### Exercise brief
Repeat the records below exactly, beginning at the first line and finishing with the line that contains "pub mod validation;".

┏━━

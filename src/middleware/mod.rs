// ==============================================================================
// middleware/mod.rs - API Gateway Middleware Modules
// ==============================================================================
// Description: Request validation and bearer authentication middleware
// Author: Matt Barham
// Created: 2026-10-18
// Modified: 2026-10-18
// Version: 1.0.0
// ==============================================================================

pub mod auth;
pub mod validation;

pub use auth::{require_bearer, AuthUser};
pub use validation::validate_request;
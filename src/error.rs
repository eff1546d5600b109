// ==============================================================================
// error.rs - Application Error Type
// ==============================================================================
// Description: Handler/middleware errors and their HTTP responses
// Author: Matt Barham
// Created: 2026-10-18
// Modified: 2026-10-18
// Version: 1.0.0
// ==============================================================================

use axum::{
    http::StatusCode,
    response::{IntoResponse, Response},
    Json,
};
use tracing::error;

use crate::models::ErrorResponse;
use crate::security::AuthError;
use crate::validator::ValidationErrors;

/// Application error type
#[derive(Debug, thiserror::Error)]
pub enum AppError {
    #[error("resource not found")]
    NotFound,

    #[error("bad request: {0}")]
    BadRequest(String),

    #[error("request body exceeds the size limit")]
    PayloadTooLarge,

    /// Login rejected (wrong username or password)
    #[error("authentication error")]
    InvalidCredentials,

    #[error(transparent)]
    Validation(#[from] ValidationErrors),

    #[error(transparent)]
    Auth(#[from] AuthError),

    #[error("internal error: {0}")]
    Internal(String),
}

impl IntoResponse for AppError {
    fn into_response(self) -> Response {
        let (status, error_message) = match self {
            AppError::Validation(errors) => return errors.into_response(),
            AppError::Auth(err) => return err.into_response(),
            AppError::NotFound => (StatusCode::NOT_FOUND, "Resource not found".to_string()),
            AppError::BadRequest(msg) => (StatusCode::BAD_REQUEST, msg),
            AppError::PayloadTooLarge => {
                (StatusCode::PAYLOAD_TOO_LARGE, "Payload too large".to_string())
            }
            AppError::InvalidCredentials => {
                (StatusCode::UNAUTHORIZED, "Authentication error".to_string())
            }
            AppError::Internal(msg) => {
                error!("Internal error: {}", msg);
                (StatusCode::INTERNAL_SERVER_ERROR, "Internal server error".to_string())
            }
        };

        let body = Json(ErrorResponse::new(error_message));
        (status, body).into_response()
    }
}
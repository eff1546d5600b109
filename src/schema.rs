// ==============================================================================
// schema.rs - Request Validation Schemas
// ==============================================================================
// Description: Declarative field rules for request body/params/query per operation
// Author: Matt Barham
// Created: 2026-10-18
// Modified: 2026-10-18
// Version: 1.0.0
// Security: Allowlist-only body fields, anchored patterns, hex-only identifiers
// ==============================================================================

use regex::Regex;
use serde::Serialize;
use std::collections::BTreeMap;
use std::fmt;
use std::sync::Arc;

/// Operation names (registry keys)
pub const CREATE_USER: &str = "createUser";
pub const UPDATE_USER: &str = "updateUser";
pub const GET_USER: &str = "getUser";
pub const LOGIN: &str = "login";

/// 10 digits, first digit 1-9
const MOBILE_NUMBER_PATTERN: &str = r"^[1-9][0-9]{9}$";

/// Part of the incoming request a rule applies to
#[derive(Debug, Clone, Copy, PartialEq, Eq, PartialOrd, Ord, Hash, Serialize)]
#[serde(rename_all = "lowercase")]
pub enum RequestPart {
    Body,
    Params,
    Query,
}

impl RequestPart {
    pub fn as_str(&self) -> &'static str {
        match self {
            RequestPart::Body => "body",
            RequestPart::Params => "params",
            RequestPart::Query => "query",
        }
    }
}

impl fmt::Display for RequestPart {
    fn fmt(&self, f: &mut fmt::Formatter<'_>) -> fmt::Result {
        f.write_str(self.as_str())
    }
}

/// JSON type a field must carry
#[derive(Debug, Clone, Copy, PartialEq, Eq)]
pub enum FieldType {
    String,
    Number,
    Boolean,
}

impl FieldType {
    pub fn as_str(&self) -> &'static str {
        match self {
            FieldType::String => "string",
            FieldType::Number => "number",
            FieldType::Boolean => "boolean",
        }
    }
}

/// Format constraint applied after the type check
#[derive(Debug, Clone)]
pub enum Constraint {
    /// String must contain at least one character
    NonEmpty,
    /// String must match the (anchored) pattern
    Pattern(Regex),
    /// String must consist of hexadecimal digits only
    Hex,
}

/// Rule for a single named field
#[derive(Debug, Clone)]
pub struct FieldRule {
    pub name: &'static str,
    pub field_type: FieldType,
    pub required: bool,
    pub constraints: Vec<Constraint>,
}

impl FieldRule {
    pub fn new(name: &'static str, field_type: FieldType) -> Self {
        Self {
            name,
            field_type,
            required: false,
            constraints: Vec::new(),
        }
    }

    pub fn string(name: &'static str) -> Self {
        Self::new(name, FieldType::String)
    }

    pub fn required(mut self) -> Self {
        self.required = true;
        self
    }

    pub fn non_empty(mut self) -> Self {
        self.constraints.push(Constraint::NonEmpty);
        self
    }

    pub fn pattern(mut self, regex: Regex) -> Self {
        self.constraints.push(Constraint::Pattern(regex));
        self
    }

    pub fn hex(mut self) -> Self {
        self.constraints.push(Constraint::Hex);
        self
    }
}

/// Named set of field rules, grouped by request part.
///
/// Parts without rules are not inspected at all. Within a part that has
/// rules, fields not named by any rule are rejected unless the part was
/// declared with [`ValidationSchema::allow_unknown`].
#[derive(Debug, Clone)]
pub struct ValidationSchema {
    name: &'static str,
    parts: BTreeMap<RequestPart, Vec<FieldRule>>,
    open_parts: Vec<RequestPart>,
}

impl ValidationSchema {
    pub fn new(name: &'static str) -> Self {
        Self {
            name,
            parts: BTreeMap::new(),
            open_parts: Vec::new(),
        }
    }

    pub fn body(self, rules: Vec<FieldRule>) -> Self {
        self.part(RequestPart::Body, rules)
    }

    pub fn params(self, rules: Vec<FieldRule>) -> Self {
        self.part(RequestPart::Params, rules)
    }

    pub fn query(self, rules: Vec<FieldRule>) -> Self {
        self.part(RequestPart::Query, rules)
    }

    pub fn part(mut self, part: RequestPart, rules: Vec<FieldRule>) -> Self {
        self.parts.insert(part, rules);
        self
    }

    /// Accept fields in `part` that no rule mentions
    pub fn allow_unknown(mut self, part: RequestPart) -> Self {
        if !self.open_parts.contains(&part) {
            self.open_parts.push(part);
        }
        self
    }

    pub fn name(&self) -> &'static str {
        self.name
    }

    pub fn rules(&self, part: RequestPart) -> Option<&[FieldRule]> {
        self.parts.get(&part).map(Vec::as_slice)
    }

    pub fn declared_parts(&self) -> impl Iterator<Item = (RequestPart, &[FieldRule])> {
        self.parts.iter().map(|(part, rules)| (*part, rules.as_slice()))
    }

    pub fn declares(&self, part: RequestPart) -> bool {
        self.parts.contains_key(&part)
    }

    pub fn allows_unknown(&self, part: RequestPart) -> bool {
        self.open_parts.contains(&part)
    }
}

/// Error raised while building the registry (bad pattern literal)
#[derive(Debug, thiserror::Error)]
#[error("invalid pattern for {field}: {source}")]
pub struct SchemaError {
    field: &'static str,
    #[source]
    source: regex::Error,
}

fn compile(field: &'static str, pattern: &str) -> Result<Regex, SchemaError> {
    Regex::new(pattern).map_err(|source| SchemaError { field, source })
}

/// Immutable set of schemas, built once at startup
#[derive(Debug, Clone)]
pub struct SchemaRegistry {
    create_user: Arc<ValidationSchema>,
    update_user: Arc<ValidationSchema>,
    get_user: Arc<ValidationSchema>,
    login: Arc<ValidationSchema>,
}

impl SchemaRegistry {
    pub fn new() -> Result<Self, SchemaError> {
        let mobile_number = compile("mobileNumber", MOBILE_NUMBER_PATTERN)?;

        let user_body = || {
            vec![
                FieldRule::string("username").required().non_empty(),
                FieldRule::string("mobileNumber")
                    .required()
                    .pattern(mobile_number.clone()),
            ]
        };
        let user_id = || vec![FieldRule::string("userId").required().non_empty().hex()];

        Ok(Self {
            // POST /api/users
            create_user: Arc::new(ValidationSchema::new(CREATE_USER).body(user_body())),
            // PUT|PATCH /api/users/{userId}
            update_user: Arc::new(
                ValidationSchema::new(UPDATE_USER)
                    .body(user_body())
                    .params(user_id()),
            ),
            // GET /api/users/{userId}
            get_user: Arc::new(ValidationSchema::new(GET_USER).params(user_id())),
            // POST /api/auth/login
            login: Arc::new(ValidationSchema::new(LOGIN).body(vec![
                FieldRule::string("username").required().non_empty(),
                FieldRule::string("password").required().non_empty(),
            ])),
        })
    }

    /// Look up a schema by operation name
    pub fn get(&self, operation: &str) -> Option<Arc<ValidationSchema>> {
        match operation {
            CREATE_USER => Some(self.create_user()),
            UPDATE_USER => Some(self.update_user()),
            GET_USER => Some(self.get_user()),
            LOGIN => Some(self.login()),
            _ => None,
        }
    }

    pub fn names(&self) -> [&'static str; 4] {
        [CREATE_USER, UPDATE_USER, GET_USER, LOGIN]
    }

    pub fn create_user(&self) -> Arc<ValidationSchema> {
        Arc::clone(&self.create_user)
    }

    pub fn update_user(&self) -> Arc<ValidationSchema> {
        Arc::clone(&self.update_user)
    }

    pub fn get_user(&self) -> Arc<ValidationSchema> {
        Arc::clone(&self.get_user)
    }

    pub fn login(&self) -> Arc<ValidationSchema> {
        Arc::clone(&self.login)
    }
}

#[cfg(test)]
mod tests {
    use super::*;

    #[test]
    fn test_registry_contains_all_operations() {
        let registry = SchemaRegistry::new().unwrap();
        for name in registry.names() {
            assert_eq!(registry.get(name).unwrap().name(), name);
        }
        assert!(registry.get("deleteUser").is_none());
    }

    #[test]
    fn test_update_user_declares_body_and_params() {
        let registry = SchemaRegistry::new().unwrap();
        let schema = registry.update_user();

        assert!(schema.declares(RequestPart::Body));
        assert!(schema.declares(RequestPart::Params));
        assert!(!schema.declares(RequestPart::Query));

        let params = schema.rules(RequestPart::Params).unwrap();
        assert_eq!(params.len(), 1);
        assert_eq!(params[0].name, "userId");
        assert!(params[0].required);
        assert!(params[0]
            .constraints
            .iter()
            .any(|c| matches!(c, Constraint::Hex)));
    }

    #[test]
    fn test_login_password_has_no_format_constraint() {
        let registry = SchemaRegistry::new().unwrap();
        let login = registry.login();
        let password = login
            .rules(RequestPart::Body)
            .unwrap()
            .iter()
            .find(|rule| rule.name == "password")
            .unwrap();

        assert!(password.required);
        assert!(password
            .constraints
            .iter()
            .all(|c| matches!(c, Constraint::NonEmpty)));
    }

    #[test]
    fn test_mobile_number_pattern_is_anchored() {
        let re = compile("mobileNumber", MOBILE_NUMBER_PATTERN).unwrap();
        assert!(re.is_match("9123456780"));
        assert!(!re.is_match("0123456789"));
        assert!(!re.is_match("12345"));
        assert!(!re.is_match("91234567801"));
        assert!(!re.is_match("x9123456780"));
    }

    #[test]
    fn test_bad_pattern_reports_field() {
        let err = compile("broken", "([").unwrap_err();
        assert!(err.to_string().contains("broken"));
    }
}
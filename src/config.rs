// ==============================================================================
// config.rs - Process Configuration
// ==============================================================================
// Description: CLI/environment configuration, loaded once at startup
// Author: Matt Barham
// Created: 2026-10-18
// Modified: 2026-10-18
// Version: 1.0.0
// Security: JWT secret never printed (hidden from --help env values and Debug)
// ==============================================================================

use clap::{Parser, ValueEnum};
use jsonwebtoken::Algorithm;
use std::fmt;
use std::str::FromStr;

/// Default lifetime of issued tokens
const DEFAULT_TOKEN_TTL_SECS: u64 = 3600;

/// Upper bound for token lifetime (ten years)
const MAX_TOKEN_TTL_SECS: u64 = 10 * 365 * 24 * 3600;

/// Default request body limit (1 MiB; bodies are small JSON documents)
const DEFAULT_BODY_LIMIT_BYTES: usize = 1024 * 1024;

#[derive(Debug, Clone, Copy, PartialEq, Eq, ValueEnum)]
pub enum LogFormat {
    Compact,
    Json,
}

/// Command-line / environment configuration
#[derive(Parser, Clone)]
#[command(author, version, about = "Validated, JWT-protected REST API gateway", long_about = None)]
pub struct Config {
    /// Port to listen on
    #[arg(long, env = "PORT", default_value_t = 4040)]
    pub port: u16,

    /// Shared HMAC secret for signing and verifying bearer tokens
    #[arg(long, env = "JWT_SECRET", hide_env_values = true)]
    pub jwt_secret: String,

    /// Accepted signing algorithms (comma-separated, HMAC only)
    #[arg(long, env = "JWT_ALGORITHMS", value_delimiter = ',', default_value = "HS256")]
    pub jwt_algorithms: Vec<String>,

    /// Lifetime of issued tokens in seconds (0 = tokens carry no expiry)
    #[arg(
        long,
        env = "JWT_EXPIRE_SECS",
        default_value_t = DEFAULT_TOKEN_TTL_SECS,
        value_parser = clap::value_parser!(u64).range(0..=MAX_TOKEN_TTL_SECS)
    )]
    pub jwt_expire_secs: u64,

    /// Username accepted by the login endpoint
    #[arg(long, env = "LOGIN_USERNAME", default_value = "react")]
    pub login_username: String,

    /// Password accepted by the login endpoint
    #[arg(long, env = "LOGIN_PASSWORD", default_value = "express", hide_env_values = true)]
    pub login_password: String,

    /// Allowed CORS origins (comma-separated)
    #[arg(
        long,
        env = "CORS_ALLOWED_ORIGINS",
        value_delimiter = ',',
        default_value = "http://localhost:3000"
    )]
    pub cors_allowed_origins: Vec<String>,

    /// Maximum request body size in bytes
    #[arg(long, env = "BODY_LIMIT_BYTES", default_value_t = DEFAULT_BODY_LIMIT_BYTES)]
    pub body_limit_bytes: usize,

    /// Log output format
    #[arg(long, env = "LOG_FORMAT", value_enum, default_value_t = LogFormat::Compact)]
    pub log_format: LogFormat,
}

impl Config {
    /// Build the token configuration; fails on empty secret or bad algorithm list
    pub fn auth(&self) -> Result<AuthConfig, ConfigError> {
        let algorithms = self
            .jwt_algorithms
            .iter()
            .map(|name| parse_algorithm(name.trim()))
            .collect::<Result<Vec<_>, _>>()?;

        let ttl = (self.jwt_expire_secs > 0).then_some(self.jwt_expire_secs);
        AuthConfig::new(self.jwt_secret.clone(), algorithms, ttl)
    }

    pub fn http(&self) -> HttpConfig {
        HttpConfig {
            cors_allowed_origins: self
                .cors_allowed_origins
                .iter()
                .map(|origin| origin.trim().to_string())
                .filter(|origin| !origin.is_empty())
                .collect(),
            body_limit_bytes: self.body_limit_bytes,
        }
    }

    pub fn login(&self) -> LoginCredentials {
        LoginCredentials {
            username: self.login_username.clone(),
            password: self.login_password.clone(),
        }
    }
}

impl fmt::Debug for Config {
    fn fmt(&self, f: &mut fmt::Formatter<'_>) -> fmt::Result {
        f.debug_struct("Config")
            .field("port", &self.port)
            .field("jwt_secret", &"<redacted>")
            .field("jwt_algorithms", &self.jwt_algorithms)
            .field("jwt_expire_secs", &self.jwt_expire_secs)
            .field("login_username", &self.login_username)
            .field("login_password", &"<redacted>")
            .field("cors_allowed_origins", &self.cors_allowed_origins)
            .field("body_limit_bytes", &self.body_limit_bytes)
            .field("log_format", &self.log_format)
            .finish()
    }
}

/// Startup configuration errors (abort startup)
#[derive(Debug, PartialEq, Eq, thiserror::Error)]
pub enum ConfigError {
    #[error("JWT secret must not be empty")]
    EmptySecret,

    #[error("at least one JWT algorithm must be allowed")]
    NoAlgorithms,

    #[error("unsupported JWT algorithm '{0}' (expected HS256, HS384 or HS512)")]
    UnsupportedAlgorithm(String),
}

fn parse_algorithm(name: &str) -> Result<Algorithm, ConfigError> {
    match Algorithm::from_str(name) {
        Ok(alg) if is_hmac(alg) => Ok(alg),
        _ => Err(ConfigError::UnsupportedAlgorithm(name.to_string())),
    }
}

// Only shared-secret algorithms can be verified with a single secret
fn is_hmac(alg: Algorithm) -> bool {
    matches!(alg, Algorithm::HS256 | Algorithm::HS384 | Algorithm::HS512)
}

/// Shared secret and accepted algorithms for bearer tokens.
///
/// Immutable once built. The first algorithm is used for issuing.
#[derive(Clone)]
pub struct AuthConfig {
    secret: String,
    algorithms: Vec<Algorithm>,
    token_ttl_secs: Option<u64>,
}

impl AuthConfig {
    pub fn new(
        secret: impl Into<String>,
        algorithms: Vec<Algorithm>,
        token_ttl_secs: Option<u64>,
    ) -> Result<Self, ConfigError> {
        let secret = secret.into();
        if secret.is_empty() {
            return Err(ConfigError::EmptySecret);
        }
        if algorithms.is_empty() {
            return Err(ConfigError::NoAlgorithms);
        }
        if let Some(alg) = algorithms.iter().find(|alg| !is_hmac(**alg)) {
            return Err(ConfigError::UnsupportedAlgorithm(format!("{:?}", alg)));
        }

        Ok(Self {
            secret,
            algorithms,
            token_ttl_secs,
        })
    }

    /// Secret + `HS256` only, the standard configuration
    pub fn hs256(secret: impl Into<String>, token_ttl_secs: Option<u64>) -> Result<Self, ConfigError> {
        Self::new(secret, vec![Algorithm::HS256], token_ttl_secs)
    }

    pub fn secret(&self) -> &str {
        &self.secret
    }

    pub fn algorithms(&self) -> &[Algorithm] {
        &self.algorithms
    }

    pub fn primary_algorithm(&self) -> Algorithm {
        self.algorithms[0]
    }

    pub fn token_ttl_secs(&self) -> Option<u64> {
        self.token_ttl_secs
    }
}

impl fmt::Debug for AuthConfig {
    fn fmt(&self, f: &mut fmt::Formatter<'_>) -> fmt::Result {
        f.debug_struct("AuthConfig")
            .field("secret", &"<redacted>")
            .field("algorithms", &self.algorithms)
            .field("token_ttl_secs", &self.token_ttl_secs)
            .finish()
    }
}

/// HTTP layer settings
#[derive(Debug, Clone)]
pub struct HttpConfig {
    pub cors_allowed_origins: Vec<String>,
    pub body_limit_bytes: usize,
}

impl Default for HttpConfig {
    fn default() -> Self {
        Self {
            cors_allowed_origins: vec!["http://localhost:3000".to_string()],
            body_limit_bytes: DEFAULT_BODY_LIMIT_BYTES,
        }
    }
}

/// Credentials accepted by the built-in login controller
#[derive(Clone)]
pub struct LoginCredentials {
    pub username: String,
    pub password: String,
}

┗━━

### Exercise solution
filename src/middleware/mod.rs
// ==============================================================================
// middleware/mod.rs - API Gateway Middleware Modules
// ==============================================================================
// Description: Request validation and bearer authentication middleware
// Author: Matt Barham
// Created: 2026-10-18
// Modified: 2026-10-18
// Version: 1.0.0
// ==============================================================================

pub mod auth;
pub mod validation;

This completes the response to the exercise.